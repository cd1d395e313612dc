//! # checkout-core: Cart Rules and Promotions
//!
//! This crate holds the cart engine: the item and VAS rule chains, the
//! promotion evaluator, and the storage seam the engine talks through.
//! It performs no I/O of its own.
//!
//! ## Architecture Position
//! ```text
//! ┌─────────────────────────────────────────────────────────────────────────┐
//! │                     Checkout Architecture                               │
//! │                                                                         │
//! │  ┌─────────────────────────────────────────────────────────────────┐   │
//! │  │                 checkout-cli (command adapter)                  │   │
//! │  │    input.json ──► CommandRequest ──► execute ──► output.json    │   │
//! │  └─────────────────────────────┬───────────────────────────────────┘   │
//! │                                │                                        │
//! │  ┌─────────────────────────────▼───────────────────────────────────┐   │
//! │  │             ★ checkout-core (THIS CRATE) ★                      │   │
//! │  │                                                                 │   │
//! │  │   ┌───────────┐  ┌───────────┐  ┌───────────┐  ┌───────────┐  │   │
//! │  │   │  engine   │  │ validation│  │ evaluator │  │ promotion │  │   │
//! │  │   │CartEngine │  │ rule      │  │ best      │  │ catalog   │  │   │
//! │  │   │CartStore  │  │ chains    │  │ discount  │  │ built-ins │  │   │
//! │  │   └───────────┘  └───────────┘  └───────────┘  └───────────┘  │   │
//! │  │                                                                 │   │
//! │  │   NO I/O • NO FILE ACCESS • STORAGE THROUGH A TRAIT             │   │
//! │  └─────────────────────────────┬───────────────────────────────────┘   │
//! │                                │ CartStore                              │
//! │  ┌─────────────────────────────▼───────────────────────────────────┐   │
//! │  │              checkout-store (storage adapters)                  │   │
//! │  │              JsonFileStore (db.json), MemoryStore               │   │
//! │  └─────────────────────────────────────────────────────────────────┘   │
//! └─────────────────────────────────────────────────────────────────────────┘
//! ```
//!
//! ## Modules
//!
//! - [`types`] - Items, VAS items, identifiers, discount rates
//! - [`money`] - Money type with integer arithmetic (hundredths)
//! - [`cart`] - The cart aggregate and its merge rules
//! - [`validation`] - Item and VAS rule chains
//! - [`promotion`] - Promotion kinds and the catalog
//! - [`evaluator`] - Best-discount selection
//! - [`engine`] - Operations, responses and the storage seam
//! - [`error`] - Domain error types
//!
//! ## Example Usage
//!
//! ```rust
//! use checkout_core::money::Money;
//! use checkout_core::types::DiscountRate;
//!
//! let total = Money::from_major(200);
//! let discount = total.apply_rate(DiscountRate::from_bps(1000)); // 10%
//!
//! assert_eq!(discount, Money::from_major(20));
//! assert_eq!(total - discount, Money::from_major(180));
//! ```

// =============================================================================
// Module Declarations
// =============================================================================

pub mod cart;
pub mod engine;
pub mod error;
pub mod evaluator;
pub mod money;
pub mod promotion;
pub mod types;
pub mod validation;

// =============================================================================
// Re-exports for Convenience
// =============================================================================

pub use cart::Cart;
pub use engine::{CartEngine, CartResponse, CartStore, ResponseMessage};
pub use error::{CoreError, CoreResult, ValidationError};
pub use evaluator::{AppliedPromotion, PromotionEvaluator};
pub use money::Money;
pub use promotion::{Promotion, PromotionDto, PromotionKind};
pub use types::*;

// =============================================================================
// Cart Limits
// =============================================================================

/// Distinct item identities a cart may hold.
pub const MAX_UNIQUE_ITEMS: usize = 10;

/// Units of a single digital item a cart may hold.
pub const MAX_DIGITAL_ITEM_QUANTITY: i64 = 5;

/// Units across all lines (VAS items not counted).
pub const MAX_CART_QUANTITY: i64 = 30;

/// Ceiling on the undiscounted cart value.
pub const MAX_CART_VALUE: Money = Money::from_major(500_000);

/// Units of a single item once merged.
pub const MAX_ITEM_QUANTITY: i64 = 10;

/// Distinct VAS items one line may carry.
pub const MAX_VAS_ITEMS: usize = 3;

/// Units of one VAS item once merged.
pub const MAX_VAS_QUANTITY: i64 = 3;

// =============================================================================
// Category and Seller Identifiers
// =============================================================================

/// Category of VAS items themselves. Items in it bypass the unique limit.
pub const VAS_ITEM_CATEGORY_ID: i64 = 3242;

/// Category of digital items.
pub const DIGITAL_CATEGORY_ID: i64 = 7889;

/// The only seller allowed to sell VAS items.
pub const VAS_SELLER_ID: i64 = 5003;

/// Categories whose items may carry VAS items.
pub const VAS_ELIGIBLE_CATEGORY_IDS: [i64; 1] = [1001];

━━━━━━━━━━━━━━━━━━━━━━━━━━━━━━

Problem description: Would you transcribe every entry exactly, leaving nothing out?

Answer to this exercise:
repository cd1d395e313612dc
//! # checkout-core: Cart Rules and Promotions
//!
//! This crate holds the cart engine: the item and VAS rule chains, the
//! promotion evaluator, and the storage seam the engine talks through.
//! It performs no I/O of its own.
//!
//! ## Architecture Position
//! ```text
//! ┌─────────────────────────────────────────────────────────────────────────┐
//! │                     Checkout Architecture                               │
//! │                                                                         │
//! │  ┌─────────────────────────────────────────────────────────────────┐   │
//! │  │                 checkout-cli (command adapter)                  │   │
//! │  │    input.json ──► CommandRequest ──► execute ──► output.json    │   │
//! │  └─────────────────────────────┬───────────────────────────────────┘   │
//! │                                │                                        │
//! │  ┌─────────────────────────────▼───────────────────────────────────┐   │
//! │  │             ★ checkout-core (THIS CRATE) ★                      │   │
//! │  │                                                                 │   │
//! │  │   ┌───────────┐  ┌───────────┐  ┌───────────┐  ┌───────────┐  │   │
//! │  │   │  engine   │  │ validation│  │ evaluator │  │ promotion │  │   │
//! │  │   │CartEngine │  │ rule      │  │ best      │  │ catalog   │  │   │
//! │  │   │CartStore  │  │ chains    │  │ discount  │  │ built-ins │  │   │
//! │  │   └───────────┘  └───────────┘  └───────────┘  └───────────┘  │   │
//! │  │                                                                 │   │
//! │  │   NO I/O • NO FILE ACCESS • STORAGE THROUGH A TRAIT             │   │
//! │  └─────────────────────────────┬───────────────────────────────────┘   │
//! │                                │ CartStore                              │
//! │  ┌─────────────────────────────▼───────────────────────────────────┐   │
//! │  │              checkout-store (storage adapters)                  │   │
//! │  │              JsonFileStore (db.json), MemoryStore               │   │
//! │  └─────────────────────────────────────────────────────────────────┘   │
//! └─────────────────────────────────────────────────────────────────────────┘
//! ```
//!
//! ## Modules
//!
//! - [`types`] - Items, VAS items, identifiers, discount rates
//! - [`money`] - Money type with integer arithmetic (hundredths)
//! - [`cart`] - The cart aggregate and its merge rules
//! - [`validation`] - Item and VAS rule chains
//! - [`promotion`] - Promotion kinds and the catalog
//! - [`evaluator`] - Best-discount selection
//! - [`engine`] - Operations, responses and the storage seam
//! - [`error`] - Domain error types
//!
//! ## Example Usage
//!
//! ```rust
//! use checkout_core::money::Money;
//! use checkout_core::types::DiscountRate;
//!
//! let total = Money::from_major(200);
//! let discount = total.apply_rate(DiscountRate::from_bps(1000)); // 10%
//!
//! assert_eq!(discount, Money::from_major(20));
//! assert_eq!(total - discount, Money::from_major(180));
//! ```

// =============================================================================
// Module Declarations
// =============================================================================

pub mod cart;
pub mod engine;
pub mod error;
pub mod evaluator;
pub mod money;
pub mod promotion;
pub mod types;
pub mod validation;

// =============================================================================
// Re-exports for Convenience
// =============================================================================

pub use cart::Cart;
pub use engine::{CartEngine, CartResponse, CartStore, ResponseMessage};
pub use error::{CoreError, CoreResult, ValidationError};
pub use evaluator::{AppliedPromotion, PromotionEvaluator};
pub use money::Money;
pub use promotion::{Promotion, PromotionDto, PromotionKind};
pub use types::*;

// =============================================================================
// Cart Limits
// =============================================================================

/// Distinct item identities a cart may hold.
pub const MAX_UNIQUE_ITEMS: usize = 10;

/// Units of a single digital item a cart may hold.
pub const MAX_DIGITAL_ITEM_QUANTITY: i64 = 5;

/// Units across all lines (VAS items not counted).
pub const MAX_CART_QUANTITY: i64 = 30;

/// Ceiling on the undiscounted cart value.
pub const MAX_CART_VALUE: Money = Money::from_major(500_000);

/// Units of a single item once merged.
pub const MAX_ITEM_QUANTITY: i64 = 10;

/// Distinct VAS items one line may carry.
pub const MAX_VAS_ITEMS: usize = 3;

/// Units of one VAS item once merged.
pub const MAX_VAS_QUANTITY: i64 = 3;

// =============================================================================
// Category and Seller Identifiers
// =============================================================================

/// Category of VAS items themselves. Items in it bypass the unique limit.
pub const VAS_ITEM_CATEGORY_ID: i64 = 3242;

/// Category of digital items.
pub const DIGITAL_CATEGORY_ID: i64 = 7889;

/// The only seller allowed to sell VAS items.
pub const VAS_SELLER_ID: i64 = 5003;

/// Categories whose items may carry VAS items.
pub const VAS_ELIGIBLE_CATEGORY_IDS: [i64; 1] = [1001];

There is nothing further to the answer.